* [Directions]: Look through the data below. Show each line where the string "OperationKind" occurs.

Stored data
════════════════
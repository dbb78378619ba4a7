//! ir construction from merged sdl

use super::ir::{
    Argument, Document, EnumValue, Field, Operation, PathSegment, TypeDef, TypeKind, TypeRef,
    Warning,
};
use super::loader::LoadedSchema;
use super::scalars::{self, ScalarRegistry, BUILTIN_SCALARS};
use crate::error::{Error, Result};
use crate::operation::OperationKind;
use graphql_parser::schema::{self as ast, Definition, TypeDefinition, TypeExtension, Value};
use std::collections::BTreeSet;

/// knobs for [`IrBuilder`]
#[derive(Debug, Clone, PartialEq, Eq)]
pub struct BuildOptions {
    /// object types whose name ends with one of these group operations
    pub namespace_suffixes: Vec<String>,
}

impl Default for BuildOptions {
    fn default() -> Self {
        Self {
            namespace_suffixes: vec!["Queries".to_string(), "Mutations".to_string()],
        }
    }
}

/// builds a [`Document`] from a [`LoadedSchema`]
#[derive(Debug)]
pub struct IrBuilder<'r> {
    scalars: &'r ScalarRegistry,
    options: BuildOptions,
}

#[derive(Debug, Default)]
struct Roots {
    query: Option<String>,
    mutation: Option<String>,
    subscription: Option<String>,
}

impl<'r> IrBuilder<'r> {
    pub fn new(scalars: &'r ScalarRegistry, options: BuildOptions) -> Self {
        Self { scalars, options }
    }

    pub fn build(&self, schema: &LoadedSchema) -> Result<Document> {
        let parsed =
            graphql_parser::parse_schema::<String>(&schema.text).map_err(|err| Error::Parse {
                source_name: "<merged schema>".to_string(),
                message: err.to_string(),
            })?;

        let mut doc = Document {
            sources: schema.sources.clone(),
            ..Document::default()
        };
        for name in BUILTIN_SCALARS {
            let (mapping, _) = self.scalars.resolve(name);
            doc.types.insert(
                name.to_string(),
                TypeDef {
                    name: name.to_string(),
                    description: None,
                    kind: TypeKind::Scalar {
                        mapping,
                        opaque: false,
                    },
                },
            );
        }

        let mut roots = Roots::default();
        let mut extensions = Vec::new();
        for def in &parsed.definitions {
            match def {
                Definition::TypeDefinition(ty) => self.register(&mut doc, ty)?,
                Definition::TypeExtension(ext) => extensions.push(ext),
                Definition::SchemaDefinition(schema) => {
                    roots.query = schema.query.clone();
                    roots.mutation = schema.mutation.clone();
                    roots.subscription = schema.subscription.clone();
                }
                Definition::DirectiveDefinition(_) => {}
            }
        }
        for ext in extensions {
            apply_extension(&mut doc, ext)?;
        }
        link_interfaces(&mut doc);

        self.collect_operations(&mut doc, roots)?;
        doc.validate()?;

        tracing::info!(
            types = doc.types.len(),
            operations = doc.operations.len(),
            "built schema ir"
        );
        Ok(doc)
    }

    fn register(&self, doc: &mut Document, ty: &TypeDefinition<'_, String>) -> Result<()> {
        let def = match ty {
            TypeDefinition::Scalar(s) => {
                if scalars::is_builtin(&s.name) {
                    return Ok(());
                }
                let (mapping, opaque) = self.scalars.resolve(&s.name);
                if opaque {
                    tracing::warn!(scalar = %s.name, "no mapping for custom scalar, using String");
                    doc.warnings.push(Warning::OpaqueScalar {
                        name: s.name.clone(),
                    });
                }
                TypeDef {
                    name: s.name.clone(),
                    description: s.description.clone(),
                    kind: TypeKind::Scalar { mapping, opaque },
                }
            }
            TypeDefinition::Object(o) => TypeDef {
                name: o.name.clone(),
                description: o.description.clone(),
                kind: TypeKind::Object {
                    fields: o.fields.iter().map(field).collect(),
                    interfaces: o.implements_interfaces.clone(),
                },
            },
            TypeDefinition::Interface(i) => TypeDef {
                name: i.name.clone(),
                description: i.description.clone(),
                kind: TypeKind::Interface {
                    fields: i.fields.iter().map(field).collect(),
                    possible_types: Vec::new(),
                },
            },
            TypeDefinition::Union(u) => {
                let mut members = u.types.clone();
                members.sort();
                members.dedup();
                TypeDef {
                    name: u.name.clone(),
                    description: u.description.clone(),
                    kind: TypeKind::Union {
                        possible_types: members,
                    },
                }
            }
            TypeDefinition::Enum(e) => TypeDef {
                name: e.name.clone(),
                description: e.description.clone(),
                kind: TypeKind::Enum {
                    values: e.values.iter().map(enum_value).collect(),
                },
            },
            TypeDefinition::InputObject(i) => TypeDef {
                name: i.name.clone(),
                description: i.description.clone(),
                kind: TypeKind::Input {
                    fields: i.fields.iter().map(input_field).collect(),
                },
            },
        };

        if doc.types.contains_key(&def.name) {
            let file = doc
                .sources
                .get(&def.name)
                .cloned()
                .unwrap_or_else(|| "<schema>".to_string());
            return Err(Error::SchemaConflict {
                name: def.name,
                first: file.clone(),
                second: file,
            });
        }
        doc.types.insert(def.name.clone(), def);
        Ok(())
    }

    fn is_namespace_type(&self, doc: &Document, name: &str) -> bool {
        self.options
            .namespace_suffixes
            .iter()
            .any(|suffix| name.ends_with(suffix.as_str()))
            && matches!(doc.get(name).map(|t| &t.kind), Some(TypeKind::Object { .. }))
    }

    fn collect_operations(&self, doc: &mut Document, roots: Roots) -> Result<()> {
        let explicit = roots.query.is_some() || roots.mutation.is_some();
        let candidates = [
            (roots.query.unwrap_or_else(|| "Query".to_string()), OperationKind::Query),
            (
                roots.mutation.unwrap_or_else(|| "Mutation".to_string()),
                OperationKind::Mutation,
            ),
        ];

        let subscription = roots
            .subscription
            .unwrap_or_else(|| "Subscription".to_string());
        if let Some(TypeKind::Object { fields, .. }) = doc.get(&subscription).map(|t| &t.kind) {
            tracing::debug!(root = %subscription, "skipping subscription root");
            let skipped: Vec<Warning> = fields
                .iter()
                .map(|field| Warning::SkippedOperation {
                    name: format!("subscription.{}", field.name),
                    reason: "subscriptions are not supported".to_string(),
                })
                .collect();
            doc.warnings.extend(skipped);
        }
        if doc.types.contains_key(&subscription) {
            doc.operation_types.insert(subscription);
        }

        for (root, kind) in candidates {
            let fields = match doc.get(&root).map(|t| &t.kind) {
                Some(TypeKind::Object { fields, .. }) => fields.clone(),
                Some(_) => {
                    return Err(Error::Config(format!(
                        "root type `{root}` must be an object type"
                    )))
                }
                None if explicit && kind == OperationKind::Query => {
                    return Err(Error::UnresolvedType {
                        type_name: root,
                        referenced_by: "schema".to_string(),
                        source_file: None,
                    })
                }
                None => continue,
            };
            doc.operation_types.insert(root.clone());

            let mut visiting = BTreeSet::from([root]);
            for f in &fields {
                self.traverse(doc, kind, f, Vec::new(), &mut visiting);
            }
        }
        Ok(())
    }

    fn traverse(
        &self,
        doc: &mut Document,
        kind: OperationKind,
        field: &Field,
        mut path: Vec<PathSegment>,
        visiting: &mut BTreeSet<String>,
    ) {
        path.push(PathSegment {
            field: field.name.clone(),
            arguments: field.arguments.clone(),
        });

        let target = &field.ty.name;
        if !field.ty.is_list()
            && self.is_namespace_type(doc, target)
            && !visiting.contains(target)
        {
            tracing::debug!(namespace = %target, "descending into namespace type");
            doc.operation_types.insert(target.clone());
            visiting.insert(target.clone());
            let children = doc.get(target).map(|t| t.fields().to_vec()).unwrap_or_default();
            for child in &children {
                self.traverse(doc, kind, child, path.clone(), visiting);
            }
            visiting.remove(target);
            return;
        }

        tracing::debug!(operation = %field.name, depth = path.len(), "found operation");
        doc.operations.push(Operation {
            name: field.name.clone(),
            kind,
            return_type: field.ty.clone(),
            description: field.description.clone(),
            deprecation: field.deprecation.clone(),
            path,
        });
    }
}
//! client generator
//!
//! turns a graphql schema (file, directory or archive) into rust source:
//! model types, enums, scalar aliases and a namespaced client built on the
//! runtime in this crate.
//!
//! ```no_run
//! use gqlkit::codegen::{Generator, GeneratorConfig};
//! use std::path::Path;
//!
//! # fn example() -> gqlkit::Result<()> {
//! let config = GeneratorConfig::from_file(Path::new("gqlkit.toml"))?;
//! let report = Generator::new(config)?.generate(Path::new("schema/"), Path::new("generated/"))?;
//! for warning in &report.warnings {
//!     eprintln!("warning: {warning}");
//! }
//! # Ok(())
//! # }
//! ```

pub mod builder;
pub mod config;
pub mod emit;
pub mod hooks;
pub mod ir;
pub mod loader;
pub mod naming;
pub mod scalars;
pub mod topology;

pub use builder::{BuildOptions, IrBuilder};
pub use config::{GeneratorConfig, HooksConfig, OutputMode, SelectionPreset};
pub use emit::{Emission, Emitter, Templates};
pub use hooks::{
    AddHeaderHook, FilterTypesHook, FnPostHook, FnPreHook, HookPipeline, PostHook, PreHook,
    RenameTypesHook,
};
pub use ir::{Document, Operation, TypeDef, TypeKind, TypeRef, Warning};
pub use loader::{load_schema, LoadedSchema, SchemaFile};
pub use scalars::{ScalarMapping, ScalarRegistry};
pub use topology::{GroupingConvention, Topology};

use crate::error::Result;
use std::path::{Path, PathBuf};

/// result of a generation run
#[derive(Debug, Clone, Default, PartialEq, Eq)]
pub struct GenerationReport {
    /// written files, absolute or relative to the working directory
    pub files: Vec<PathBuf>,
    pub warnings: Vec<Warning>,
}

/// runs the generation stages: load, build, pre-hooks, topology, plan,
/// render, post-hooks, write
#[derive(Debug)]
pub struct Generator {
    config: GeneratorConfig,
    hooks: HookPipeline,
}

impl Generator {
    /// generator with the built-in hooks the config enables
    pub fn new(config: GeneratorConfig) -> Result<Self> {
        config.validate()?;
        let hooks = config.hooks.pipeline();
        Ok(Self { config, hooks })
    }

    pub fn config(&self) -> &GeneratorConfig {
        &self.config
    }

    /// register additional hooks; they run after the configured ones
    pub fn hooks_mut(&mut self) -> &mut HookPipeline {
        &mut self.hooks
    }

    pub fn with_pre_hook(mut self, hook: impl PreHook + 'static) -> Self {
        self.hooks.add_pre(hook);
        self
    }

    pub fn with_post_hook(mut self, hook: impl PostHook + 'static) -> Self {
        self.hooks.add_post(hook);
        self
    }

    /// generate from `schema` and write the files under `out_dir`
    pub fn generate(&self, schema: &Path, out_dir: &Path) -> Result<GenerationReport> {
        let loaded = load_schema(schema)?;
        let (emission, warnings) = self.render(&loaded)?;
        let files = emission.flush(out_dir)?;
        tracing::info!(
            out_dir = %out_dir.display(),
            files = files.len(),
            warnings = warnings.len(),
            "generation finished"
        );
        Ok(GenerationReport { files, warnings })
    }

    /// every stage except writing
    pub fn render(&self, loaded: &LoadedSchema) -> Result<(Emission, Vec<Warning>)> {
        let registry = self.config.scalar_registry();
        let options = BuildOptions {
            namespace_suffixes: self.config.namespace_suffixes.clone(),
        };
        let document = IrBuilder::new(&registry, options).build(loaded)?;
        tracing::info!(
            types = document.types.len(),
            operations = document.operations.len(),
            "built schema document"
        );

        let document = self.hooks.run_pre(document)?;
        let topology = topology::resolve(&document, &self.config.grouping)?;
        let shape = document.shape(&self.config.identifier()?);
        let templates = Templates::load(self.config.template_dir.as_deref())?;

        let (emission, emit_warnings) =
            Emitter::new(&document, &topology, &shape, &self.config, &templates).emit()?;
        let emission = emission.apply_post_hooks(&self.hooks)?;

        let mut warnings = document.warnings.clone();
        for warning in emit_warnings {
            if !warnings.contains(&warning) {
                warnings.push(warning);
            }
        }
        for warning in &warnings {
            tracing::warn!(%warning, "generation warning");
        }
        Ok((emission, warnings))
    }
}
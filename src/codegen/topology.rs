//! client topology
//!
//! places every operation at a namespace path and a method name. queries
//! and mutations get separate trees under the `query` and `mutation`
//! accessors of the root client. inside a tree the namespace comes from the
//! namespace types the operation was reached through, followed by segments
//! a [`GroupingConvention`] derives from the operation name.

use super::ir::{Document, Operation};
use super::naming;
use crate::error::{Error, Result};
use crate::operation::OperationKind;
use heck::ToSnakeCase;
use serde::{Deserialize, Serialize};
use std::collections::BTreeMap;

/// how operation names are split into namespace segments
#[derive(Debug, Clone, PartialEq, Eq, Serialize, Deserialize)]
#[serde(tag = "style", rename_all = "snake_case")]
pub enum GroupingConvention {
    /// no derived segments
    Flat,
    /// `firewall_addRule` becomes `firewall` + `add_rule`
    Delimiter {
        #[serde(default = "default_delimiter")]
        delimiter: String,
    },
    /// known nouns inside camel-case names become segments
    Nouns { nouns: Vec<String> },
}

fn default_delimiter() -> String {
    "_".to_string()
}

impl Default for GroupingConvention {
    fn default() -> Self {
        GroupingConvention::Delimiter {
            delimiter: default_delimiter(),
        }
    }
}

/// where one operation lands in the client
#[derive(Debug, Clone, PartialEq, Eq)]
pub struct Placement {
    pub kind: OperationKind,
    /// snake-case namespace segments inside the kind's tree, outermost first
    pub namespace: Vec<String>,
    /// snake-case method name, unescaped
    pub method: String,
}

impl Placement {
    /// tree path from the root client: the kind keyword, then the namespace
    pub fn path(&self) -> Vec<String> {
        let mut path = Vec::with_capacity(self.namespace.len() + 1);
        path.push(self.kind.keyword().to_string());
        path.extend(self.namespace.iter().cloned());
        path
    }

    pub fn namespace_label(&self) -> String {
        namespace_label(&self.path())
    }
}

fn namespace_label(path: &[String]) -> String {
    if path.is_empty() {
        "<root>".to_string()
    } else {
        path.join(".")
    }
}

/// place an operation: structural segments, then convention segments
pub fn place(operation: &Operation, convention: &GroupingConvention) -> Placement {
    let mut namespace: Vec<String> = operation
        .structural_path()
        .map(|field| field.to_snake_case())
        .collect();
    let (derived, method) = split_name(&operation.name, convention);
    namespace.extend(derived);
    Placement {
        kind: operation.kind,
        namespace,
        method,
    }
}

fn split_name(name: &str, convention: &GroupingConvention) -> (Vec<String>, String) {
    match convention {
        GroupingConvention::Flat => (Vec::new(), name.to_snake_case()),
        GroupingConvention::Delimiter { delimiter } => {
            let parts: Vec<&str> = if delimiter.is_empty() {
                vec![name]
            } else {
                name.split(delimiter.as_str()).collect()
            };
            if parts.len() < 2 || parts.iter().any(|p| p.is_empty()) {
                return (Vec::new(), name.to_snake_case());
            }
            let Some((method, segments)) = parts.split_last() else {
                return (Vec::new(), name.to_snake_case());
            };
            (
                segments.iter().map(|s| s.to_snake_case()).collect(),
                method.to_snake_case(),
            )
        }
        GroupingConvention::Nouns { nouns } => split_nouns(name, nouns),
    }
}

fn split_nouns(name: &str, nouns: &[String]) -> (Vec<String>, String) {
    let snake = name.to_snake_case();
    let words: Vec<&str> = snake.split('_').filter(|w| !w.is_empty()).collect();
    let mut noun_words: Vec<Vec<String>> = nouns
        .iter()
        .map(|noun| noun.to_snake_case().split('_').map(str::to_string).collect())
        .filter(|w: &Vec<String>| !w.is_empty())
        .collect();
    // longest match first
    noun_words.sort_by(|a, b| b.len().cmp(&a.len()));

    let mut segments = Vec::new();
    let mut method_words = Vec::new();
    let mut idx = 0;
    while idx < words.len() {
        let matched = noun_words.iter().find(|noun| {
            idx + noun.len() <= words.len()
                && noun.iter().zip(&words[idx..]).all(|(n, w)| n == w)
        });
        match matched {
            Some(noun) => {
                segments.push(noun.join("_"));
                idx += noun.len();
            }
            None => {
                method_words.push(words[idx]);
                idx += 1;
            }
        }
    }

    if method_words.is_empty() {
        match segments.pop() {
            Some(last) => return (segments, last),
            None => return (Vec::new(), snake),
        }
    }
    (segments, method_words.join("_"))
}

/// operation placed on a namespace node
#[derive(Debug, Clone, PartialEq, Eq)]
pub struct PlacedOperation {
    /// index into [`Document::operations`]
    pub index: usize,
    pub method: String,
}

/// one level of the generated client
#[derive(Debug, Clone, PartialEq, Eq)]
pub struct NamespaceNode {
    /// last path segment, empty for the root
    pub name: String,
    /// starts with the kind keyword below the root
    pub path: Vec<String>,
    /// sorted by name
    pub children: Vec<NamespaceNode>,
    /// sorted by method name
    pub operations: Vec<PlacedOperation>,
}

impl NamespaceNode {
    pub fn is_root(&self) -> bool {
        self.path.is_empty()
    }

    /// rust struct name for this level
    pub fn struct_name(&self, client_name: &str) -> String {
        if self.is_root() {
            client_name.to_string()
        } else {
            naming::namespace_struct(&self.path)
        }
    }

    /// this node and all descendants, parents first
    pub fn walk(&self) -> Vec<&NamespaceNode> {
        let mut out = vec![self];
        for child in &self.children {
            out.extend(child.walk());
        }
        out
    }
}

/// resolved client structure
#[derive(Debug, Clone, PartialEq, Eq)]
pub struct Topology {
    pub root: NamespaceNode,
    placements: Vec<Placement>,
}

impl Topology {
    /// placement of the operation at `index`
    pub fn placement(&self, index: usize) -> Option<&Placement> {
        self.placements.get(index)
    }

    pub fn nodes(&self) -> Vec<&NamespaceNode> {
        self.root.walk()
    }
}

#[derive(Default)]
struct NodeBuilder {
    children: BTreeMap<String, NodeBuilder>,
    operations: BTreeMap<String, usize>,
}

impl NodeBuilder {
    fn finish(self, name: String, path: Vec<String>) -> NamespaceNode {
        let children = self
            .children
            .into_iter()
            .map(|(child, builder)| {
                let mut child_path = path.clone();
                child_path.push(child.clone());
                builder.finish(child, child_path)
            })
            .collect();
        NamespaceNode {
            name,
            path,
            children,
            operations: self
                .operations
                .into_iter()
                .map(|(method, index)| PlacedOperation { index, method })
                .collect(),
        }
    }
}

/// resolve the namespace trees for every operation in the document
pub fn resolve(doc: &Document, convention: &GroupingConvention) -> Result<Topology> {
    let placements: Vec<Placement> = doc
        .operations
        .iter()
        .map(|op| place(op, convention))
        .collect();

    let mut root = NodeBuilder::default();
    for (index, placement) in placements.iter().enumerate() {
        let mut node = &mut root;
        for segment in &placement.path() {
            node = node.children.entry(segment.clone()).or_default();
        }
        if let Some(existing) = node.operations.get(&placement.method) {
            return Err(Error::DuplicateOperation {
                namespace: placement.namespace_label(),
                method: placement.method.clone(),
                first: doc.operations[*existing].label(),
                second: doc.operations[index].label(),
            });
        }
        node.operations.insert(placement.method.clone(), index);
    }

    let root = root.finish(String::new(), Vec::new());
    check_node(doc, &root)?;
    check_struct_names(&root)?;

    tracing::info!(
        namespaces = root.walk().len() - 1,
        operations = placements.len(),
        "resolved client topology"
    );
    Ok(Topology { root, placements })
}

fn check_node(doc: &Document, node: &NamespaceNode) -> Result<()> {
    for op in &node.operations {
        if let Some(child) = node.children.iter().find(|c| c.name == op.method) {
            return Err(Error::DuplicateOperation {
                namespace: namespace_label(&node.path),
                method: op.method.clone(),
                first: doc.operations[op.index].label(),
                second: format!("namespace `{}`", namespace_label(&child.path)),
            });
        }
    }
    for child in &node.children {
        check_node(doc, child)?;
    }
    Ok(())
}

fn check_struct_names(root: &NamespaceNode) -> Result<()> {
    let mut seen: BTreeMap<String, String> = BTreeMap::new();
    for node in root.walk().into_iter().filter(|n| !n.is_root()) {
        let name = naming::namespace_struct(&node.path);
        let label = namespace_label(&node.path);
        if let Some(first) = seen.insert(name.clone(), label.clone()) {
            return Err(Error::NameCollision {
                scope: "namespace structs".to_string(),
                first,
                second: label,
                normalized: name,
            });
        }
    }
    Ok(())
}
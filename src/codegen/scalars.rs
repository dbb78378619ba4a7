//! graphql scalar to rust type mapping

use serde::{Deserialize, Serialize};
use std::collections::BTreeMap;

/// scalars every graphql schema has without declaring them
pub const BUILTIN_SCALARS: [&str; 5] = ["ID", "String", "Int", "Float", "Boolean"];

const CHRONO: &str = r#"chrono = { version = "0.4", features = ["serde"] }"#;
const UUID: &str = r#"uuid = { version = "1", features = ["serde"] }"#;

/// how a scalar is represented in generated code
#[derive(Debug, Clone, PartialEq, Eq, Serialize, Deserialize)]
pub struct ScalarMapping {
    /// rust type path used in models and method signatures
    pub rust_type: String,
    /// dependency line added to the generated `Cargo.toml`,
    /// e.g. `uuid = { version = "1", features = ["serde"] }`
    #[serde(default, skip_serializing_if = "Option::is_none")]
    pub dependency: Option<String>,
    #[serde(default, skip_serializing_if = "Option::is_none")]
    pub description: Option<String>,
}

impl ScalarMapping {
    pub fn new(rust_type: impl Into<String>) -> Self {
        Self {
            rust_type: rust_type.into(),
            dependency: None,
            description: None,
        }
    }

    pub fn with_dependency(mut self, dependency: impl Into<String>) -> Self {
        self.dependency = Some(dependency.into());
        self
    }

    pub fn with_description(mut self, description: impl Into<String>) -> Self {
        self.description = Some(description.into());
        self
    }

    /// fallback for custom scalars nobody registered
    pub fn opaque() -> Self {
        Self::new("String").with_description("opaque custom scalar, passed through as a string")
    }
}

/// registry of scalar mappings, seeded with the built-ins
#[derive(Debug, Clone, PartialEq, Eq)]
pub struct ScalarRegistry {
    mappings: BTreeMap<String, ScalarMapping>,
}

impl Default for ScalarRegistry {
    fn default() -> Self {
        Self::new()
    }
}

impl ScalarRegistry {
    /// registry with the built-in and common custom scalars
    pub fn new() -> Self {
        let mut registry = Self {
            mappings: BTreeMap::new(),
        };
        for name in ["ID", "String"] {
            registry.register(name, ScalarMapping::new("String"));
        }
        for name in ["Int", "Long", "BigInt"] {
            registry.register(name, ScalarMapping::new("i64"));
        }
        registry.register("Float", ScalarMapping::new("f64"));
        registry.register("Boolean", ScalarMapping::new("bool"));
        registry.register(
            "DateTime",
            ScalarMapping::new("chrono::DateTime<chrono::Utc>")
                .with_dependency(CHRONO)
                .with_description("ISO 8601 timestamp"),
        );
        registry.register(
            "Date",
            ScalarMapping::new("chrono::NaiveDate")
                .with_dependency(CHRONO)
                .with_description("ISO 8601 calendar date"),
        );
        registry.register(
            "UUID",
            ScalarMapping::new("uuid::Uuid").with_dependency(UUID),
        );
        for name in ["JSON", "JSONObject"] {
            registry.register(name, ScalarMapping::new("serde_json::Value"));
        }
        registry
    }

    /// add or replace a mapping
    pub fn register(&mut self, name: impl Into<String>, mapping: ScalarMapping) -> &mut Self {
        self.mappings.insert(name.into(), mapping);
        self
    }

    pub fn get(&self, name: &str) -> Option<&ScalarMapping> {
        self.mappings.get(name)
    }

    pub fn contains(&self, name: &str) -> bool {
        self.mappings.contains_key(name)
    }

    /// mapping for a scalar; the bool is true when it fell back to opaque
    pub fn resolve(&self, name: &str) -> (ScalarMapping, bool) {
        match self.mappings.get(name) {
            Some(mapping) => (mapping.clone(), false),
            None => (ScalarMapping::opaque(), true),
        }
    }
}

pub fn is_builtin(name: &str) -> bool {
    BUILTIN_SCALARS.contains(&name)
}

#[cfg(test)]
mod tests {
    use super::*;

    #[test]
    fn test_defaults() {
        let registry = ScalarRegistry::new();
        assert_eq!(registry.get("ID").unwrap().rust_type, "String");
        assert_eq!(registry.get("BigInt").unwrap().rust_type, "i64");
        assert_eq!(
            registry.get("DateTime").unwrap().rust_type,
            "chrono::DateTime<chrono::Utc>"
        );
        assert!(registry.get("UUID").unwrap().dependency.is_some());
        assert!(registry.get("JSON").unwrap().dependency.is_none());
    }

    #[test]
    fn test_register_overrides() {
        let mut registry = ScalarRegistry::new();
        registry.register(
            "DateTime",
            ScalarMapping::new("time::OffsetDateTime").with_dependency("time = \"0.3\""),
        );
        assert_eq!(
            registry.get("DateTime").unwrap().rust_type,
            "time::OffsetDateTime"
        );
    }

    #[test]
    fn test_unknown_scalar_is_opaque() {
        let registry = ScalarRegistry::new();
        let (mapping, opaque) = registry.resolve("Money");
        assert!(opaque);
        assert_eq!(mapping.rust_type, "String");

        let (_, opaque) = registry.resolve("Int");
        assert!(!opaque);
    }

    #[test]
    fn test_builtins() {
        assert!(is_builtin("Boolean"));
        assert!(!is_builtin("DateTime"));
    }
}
════════════════
* [Solution to this exercise]:
use crate::operation::OperationKind;
            (roots.query.unwrap_or_else(|| "Query".to_string()), OperationKind::Query),
                OperationKind::Mutation,
                None if explicit && kind == OperationKind::Query => {
        kind: OperationKind,
use crate::operation::OperationKind;
    pub kind: OperationKind,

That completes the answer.